Divided Brain @dan_roam #fiatech2013

Just heard Dan Roam (Napkin Academy) speak at Fiatech2013.

Great use of Ian McGilchrist’s divided brain model,

… where objective analytical intellect has crowded out the more holistic visual aspect of experiencing the real world. The emissary having forgotten who is master. We need visual outlines before we express in written language. Excellent presentation by Dan.

Particularly impressive – the demonstration of recalling a couple of dozen images presented for only a second each – a 100% when given a visual choice, but barely a handful if asked to list from memory.

Muslim Gender Segregation @LKrauss1

This has been banging around a few days, and today Larry tweeted the link to the story in the Telegraph.

I think there is an important point being missed.
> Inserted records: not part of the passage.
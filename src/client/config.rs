//! Client configuration options.

use std::time::Duration;

/// Default OAuth API host.
pub const OAUTH_URL: &str = "https://oauth.reddit.com";
/// Default host for the token endpoint.
pub const REDDIT_URL: &str = "https://www.reddit.com";

/// Configuration for the Reddit client.
///
/// # Example
///
/// ```
/// use reddit_rs::ClientConfig;
/// use std::time::Duration;
///
/// let config = ClientConfig::default()
///     .with_timeout(Duration::from_secs(60))
///     .with_user_agent("linux:my-bot:v1.0 (by /u/someone)")
///     .with_ratelimit_seconds(10);
/// assert_eq!(config.ratelimit_seconds, 10);
/// ```
#[derive(Debug, Clone)]
pub struct ClientConfig {
    /// Request timeout
    pub timeout: Duration,
    /// User-Agent header value
    pub user_agent: String,
    /// Base URL for authenticated API calls
    pub oauth_url: String,
    /// Base URL for the token endpoint
    pub reddit_url: String,
    /// Longest server-requested wait (in seconds) the client sleeps through
    /// before retrying; longer waits fail with `RateLimitExceeded`
    pub ratelimit_seconds: u64,
    /// Retry configuration
    pub retry: RetryConfig,
    /// Whether to automatically refresh expired sessions
    pub auto_refresh_session: bool,
    /// Buffer time (in seconds) before expiry to refresh
    pub refresh_buffer_secs: i64,
}

impl Default for ClientConfig {
    fn default() -> Self {
        Self {
            timeout: Duration::from_secs(30),
            user_agent: format!("reddit-rs/{} (Rust)", env!("CARGO_PKG_VERSION")),
            oauth_url: OAUTH_URL.to_string(),
            reddit_url: REDDIT_URL.to_string(),
            ratelimit_seconds: 5,
            retry: RetryConfig::default(),
            auto_refresh_session: true,
            refresh_buffer_secs: 60,
        }
    }
}

impl ClientConfig {
    /// Create a new configuration with default values.
    pub fn new() -> Self {
        Self::default()
    }

    /// Set the request timeout.
    pub fn with_timeout(mut self, timeout: Duration) -> Self {
        self.timeout = timeout;
        self
    }

    /// Set the User-Agent header.
    pub fn with_user_agent(mut self, user_agent: impl Into<String>) -> Self {
        self.user_agent = user_agent.into();
        self
    }

    /// Point API calls at another host.
    pub fn with_oauth_url(mut self, url: impl Into<String>) -> Self {
        self.oauth_url = url.into();
        self
    }

    /// Point token requests at another host.
    pub fn with_reddit_url(mut self, url: impl Into<String>) -> Self {
        self.reddit_url = url.into();
        self
    }

    /// Set the rate limit wait ceiling.
    pub fn with_ratelimit_seconds(mut self, secs: u64) -> Self {
        self.ratelimit_seconds = secs;
        self
    }

    /// Set the retry configuration.
    pub fn with_retry(mut self, retry: RetryConfig) -> Self {
        self.retry = retry;
        self
    }

    /// Enable or disable automatic session refresh.
    pub fn with_auto_refresh(mut self, enabled: bool) -> Self {
        self.auto_refresh_session = enabled;
        self
    }

    /// Set the buffer time before expiry to refresh.
    pub fn with_refresh_buffer(mut self, secs: i64) -> Self {
        self.refresh_buffer_secs = secs;
        self
    }

    /// The rate limit wait ceiling as a duration.
    pub fn ratelimit_ceiling(&self) -> Duration {
        Duration::from_secs(self.ratelimit_seconds)
    }
}

/// Configuration for automatic retries.
///
/// Only requests marked safe to retry (GET and other idempotent methods by
/// default) are retried, on transport failures, malformed bodies and the
/// listed status codes, with exponential backoff.
#[derive(Debug, Clone)]
pub struct RetryConfig {
    /// Maximum number of retry attempts
    pub max_retries: u32,
    /// Initial backoff duration
    pub initial_backoff: Duration,
    /// Maximum backoff duration
    pub max_backoff: Duration,
    /// HTTP status codes to retry on
    pub retry_statuses: Vec<u16>,
}

impl Default for RetryConfig {
    fn default() -> Self {
        Self {
            max_retries: 3,
            initial_backoff: Duration::from_millis(500),
            max_backoff: Duration::from_secs(30),
            retry_statuses: vec![500, 502, 503, 504, 522],
        }
    }
}

impl RetryConfig {
    /// Create a configuration with no retries.
    pub fn no_retry() -> Self {
        Self {
            max_retries: 0,
            ..Default::default()
        }
    }

    /// Set the maximum number of retries.
    pub fn with_max_retries(mut self, max: u32) -> Self {
        self.max_retries = max;
        self
    }

    /// Set the initial backoff duration.
    pub fn with_initial_backoff(mut self, duration: Duration) -> Self {
        self.initial_backoff = duration;
        self
    }

    /// Set the maximum backoff duration.
    pub fn with_max_backoff(mut self, duration: Duration) -> Self {
        self.max_backoff = duration;
        self
    }

    /// Calculate the backoff duration for a given attempt.
    pub fn backoff_for_attempt(&self, attempt: u32) -> Duration {
        let factor = 2u64.saturating_pow(attempt);
        let backoff_millis = (self.initial_backoff.as_millis() as u64).saturating_mul(factor);
        let max_millis = self.max_backoff.as_millis() as u64;
        Duration::from_millis(backoff_millis.min(max_millis))
    }

    /// Check if a status code should be retried.
    pub fn should_retry_status(&self, status: u16) -> bool {
        self.retry_statuses.contains(&status)
    }
}
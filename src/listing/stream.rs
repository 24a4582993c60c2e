//! Live polling of a listing for new items.
//!
//! A [`StreamGenerator`] repeatedly drains one bounded page of the newest
//! items, walks it oldest first, and yields only fullnames it has not seen.
//! Dry polls back off by doubling the pause between polls up to a ceiling.
//!
//! Deduplication is bounded: an item evicted from the cache can be yielded a
//! second time, and an item pushed out of the newest page between two polls
//! is never seen. Choose `cache_capacity` well above the number of items
//! expected per poll interval.

use std::collections::VecDeque;
use std::future::Future;
use std::pin::Pin;
use std::task::{Context, Poll};
use std::time::Duration;

use futures_util::{Stream, TryStreamExt};

use super::{BoundedSet, BoxFuture, ListingGenerator, DEFAULT_PAGE_SIZE};
use crate::models::{Cursor, Fullname, Listable};
use crate::Result;

/// Without a `before` anchor, successive polls shave 0..30 items off the
/// page size so that Reddit does not answer from a cached response.
const CACHE_BUST_CYCLE: usize = 30;

/// What a stream poll asks the listing factory for.
#[derive(Debug, Clone, PartialEq, Eq)]
pub struct StreamPoll {
    /// Number of newest items to fetch
    pub limit: usize,
    /// Only fetch items newer than this fullname
    pub before: Option<Cursor>,
}

/// One element of a stream.
#[derive(Debug, Clone, PartialEq)]
pub enum StreamEvent<T> {
    /// A newly observed item
    Item(T),
    /// Emitted after `pause_after` dry polls in a row instead of sleeping
    Pause,
}
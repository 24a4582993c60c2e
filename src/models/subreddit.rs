//! Subreddit models.

use chrono::{DateTime, Utc};
use serde::{Deserialize, Serialize};
use serde_json::Value;

use super::thing::{expect_kind, timestamp, Listable};
use super::Fullname;
use crate::Result;

/// A community.
#[derive(Debug, Clone, Serialize, Deserialize)]
pub struct Subreddit {
    /// Base-36 id
    pub id: String,
    /// Fullname (`t5_...`)
    pub name: Fullname,
    /// Name without the `r/` prefix
    pub display_name: String,
    /// Title shown in the header
    #[serde(default)]
    pub title: String,
    /// Short sidebar description
    #[serde(default)]
    pub public_description: String,
    /// Subscriber count
    #[serde(default)]
    pub subscribers: Option<u64>,
    /// Creation time in seconds since the epoch
    #[serde(default)]
    pub created_utc: f64,
    /// NSFW flag
    #[serde(default)]
    pub over18: bool,
    /// `public`, `private`, `restricted`, ...
    #[serde(default)]
    pub subreddit_type: Option<String>,
    /// Path such as `/r/rust/`
    #[serde(default)]
    pub url: String,
}

impl Subreddit {
    /// Creation time.
    pub fn created(&self) -> Option<DateTime<Utc>> {
        timestamp(self.created_utc)
    }
}

impl Listable for Subreddit {
    fn from_thing(kind: &str, data: Value) -> Result<Self> {
        expect_kind("t5", kind, data)
    }

    fn fullname(&self) -> Fullname {
        self.name.clone()
    }
}
//! HTTP client, request dispatch and rate limiting.
//!
//! [`RedditClient`] is the entry point. Every call it makes goes through
//! one dispatcher that waits out the header-reported rate limit budget,
//! attaches the bearer token, sleeps through short server-requested waits
//! and retries idempotent requests on transient failures.
//!
//! # Example
//!
//! ```no_run
//! use reddit_rs::{ClientConfig, Credentials, RedditClient};
//!
//! # async fn example() -> reddit_rs::Result<()> {
//! let config = ClientConfig::default()
//!     .with_user_agent("linux:my-bot:v0.1 (by /u/me)")
//!     .with_ratelimit_seconds(30);
//! let client = RedditClient::login_with_config(Credentials::from_env()?, config).await?;
//!
//! let me = client.me().await?;
//! println!("logged in as {}", me.name);
//! # Ok(())
//! # }
//! ```

mod config;
mod dispatcher;
mod http;
mod rate_limit;
mod request;
mod transport;

pub use config::{ClientConfig, RetryConfig, OAUTH_URL, REDDIT_URL};
pub use http::RedditClient;
pub use rate_limit::RateLimiter;
pub use request::ApiRequest;
pub use transport::{BasicAuth, Body, HttpRequest, HttpResponse, ReqwestTransport, Transport};
pub(crate) use http::ClientInner;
Voluntary (culturally conditioned) segregation is different from enforced segregation, even if you do disagree with both.

  • With the former, you can disagree, in fact it’s a valid topic for the talk, given the title of the debate, but the people in the room are not having any human rights infringed here and now, so get over it.
  • In the latter case, you can disagree and withdraw cooperation here and now, because rights are being denied here and now.

There was nothing in the context that pointed to Muslim radicalism or extremism any more than there was anything suggesting Larry was promoting incest – god forbid. Get a grip guys ‘n’ gals.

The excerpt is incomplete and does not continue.